Slim Riahi l'a vite compris, lui l'archi-milliardaire, capable d'affoler et d'enchanter les plus ambitieux et les plus exigeants des supporters. Après avoir fait les yeux doux, sans grand succès, du côté de Sfax et de Sousse, il a pu trouver un chemin vers le Parc A dans une «institution nationale», le Club Africain, qui avait pourtant cette particularité de voir seulement les enfants du club veiller sur ses destinées.
Grâce à l'appui de certains dirigeants influents, cet homme qui a fait sa fortune en Libye a pu franchir le seuil pour amorcer une spectaculaire remontée vers les premières loges de ce club. Il a pu pleinement profiter du vide puisque les noms les plus connus dans la sphère clubiste ont boudé le club pour diverses raisons.
Grâce à sa disposition à aider les Rouge et Blanc et surtout à remplir un vide devenu de plus en plus inquiétant pour les supporters, il a conquis les esprits, ceux qui pensaient au bien de leur club et ceux qui voulaient en profiter, et il n'a pas rencontré de difficultés pour se présenter en seul candidat à la présidence, une première fois il y a deux ans, et une seconde il y a juste quelques semaines.
Ce tremplin par excellence a permis à Riahi de viser encore plus haut, d'autant qu'il a déjà acquis de l'expérience après sa désastreuse participation aux législatives de 2011. Moralement soutenu par les supporters clubistes, présents un peu partout à travers le pays, il a mis de l'ordre dans son parti pour aller séduire les citoyens, surtout dans les cités populaires du Grand Tunis, parfois même dans les propres fiefs d'Ennahdha ! le résultat est là et la présidence du Club Africain, malgré tout ce qu'elle exige comme sacrifices financiers, a permis à cet ancien ami des Kadhafi de surprendre pas mal d'observateurs avec cette troisième place acquise par son parti, l'Union patriotique libre (UPL) aux législatives. Mieux encore : l'enfant de Bizerte brigue le palais de Carthage, et, dans cette course, il compte bien mettre toutes les chances de son côté.
Des émules un peu partout
A Sfax, comme à Sousse, Riahi a fait des émules. Moncef Sellami, l'imposant homme d'affaires et ancien président du CSS, a tenu à vivre la même expérience, encouragé qu'il était par les fidèles de Nida Tounes qui ont compté sur sa notoriété et son influence à Sfax, et pas seulement au sein des supporters du club Noir et Blanc.

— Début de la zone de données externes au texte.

//! Git-state tracking rows.

use rusqlite::{params, Connection};

use engram_core::EngramResult;

use crate::from_sqlite_err;

/// A tracked git state for a workspace.
#[derive(Debug, Clone, PartialEq, Eq)]
pub struct GitState {
    pub workspace_id: String,
    pub branch: String,
    pub commit_hash: String,
    pub is_dirty: bool,
}

/// Record the current git state of a workspace.
pub fn record_git_state(conn: &Connection, state: &GitState) -> EngramResult<()> {
    conn.execute(
        "INSERT INTO git_states (workspace_id, branch, commit_hash, is_dirty)
         VALUES (?1, ?2, ?3, ?4)",
        params![
            state.workspace_id,
            state.branch,
            state.commit_hash,
            state.is_dirty as i32
        ],
    )
    .map_err(from_sqlite_err)?;
    Ok(())
}

/// Latest tracked state for a workspace branch.
pub fn latest_git_state(
    conn: &Connection,
    workspace_id: &str,
    branch: &str,
) -> EngramResult<Option<GitState>> {
    let mut stmt = conn
        .prepare(
            "SELECT workspace_id, branch, commit_hash, is_dirty
             FROM git_states
             WHERE workspace_id = ?1 AND branch = ?2
             ORDER BY tracked_at DESC LIMIT 1",
        )
        .map_err(|e| crate::to_index_err(e.to_string()))?;

    let mut rows = stmt
        .query_map(params![workspace_id, branch], |row| {
            Ok(GitState {
                workspace_id: row.get(0)?,
                branch: row.get(1)?,
                commit_hash: row.get(2)?,
                is_dirty: row.get::<_, i32>(3)? != 0,
            })
        })
        .map_err(|e| crate::to_index_err(e.to_string()))?;

    match rows.next() {
        Some(row) => Ok(Some(row.map_err(|e| crate::to_index_err(e.to_string()))?)),
        None => Ok(None),
    }
}
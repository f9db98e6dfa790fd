//! # engram-core
//!
//! Foundation crate for the Engram memory system.
//! Defines the event model, error taxonomy, config, constants, and the
//! sanitization helpers shared by every other crate in the workspace.

pub mod config;
pub mod constants;
pub mod errors;
pub mod event;
pub mod filters;
pub mod health;
pub mod logging;
pub mod metrics;
pub mod sanitize;
pub mod session;
pub mod size;
pub mod validate;

// Re-export the most commonly used types at the crate root.
pub use config::EngramConfig;
pub use errors::{EngramError, EngramResult};
pub use event::{Event, EventType, NewEvent};
pub use filters::{OrderBy, OrderDirection, QueryFilters};
pub use metrics::{PressureLevel, ResourceMetrics};
pub use session::Session;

Engagé dans une ville où la concurrence avec Ennahdha est des plus dures, il a fini par s'imposer, grâce surtout à son statut d'ex-président de l'équipe locale, connaissant la passion des Sfaxiens pour le football et pour leur team.
Non loin de là, à Sousse, le président de l'Etoile du Sahel, Ridha Charfeddine, a tenté la même aventure malgré sa modeste expérience à la tête du club. Pharmacien de formation et brillant homme d'affaires, il n'a pas hésité à plonger dans un monde qui lui est étranger puisqu'il n'est pas passionné de politique. Là aussi, c'est cet avantage de présider le club phare de la région qui a fini par lui ouvrir les portes du succès et de lui offrir le statut d'élu du peuple à l'ANC.
C'est dire que football et politique ont fonctionné avec une grande harmonie lors des législatives du 26 octobre 2014. Reste à savoir si ces mêmes responsables sportifs vont encore s'investir en matière de sport comme ils l'ont fait avant ou bien si leurs futures ambitions, l'appétit venant en mangeant, dépassent le «simple» poste de président de club.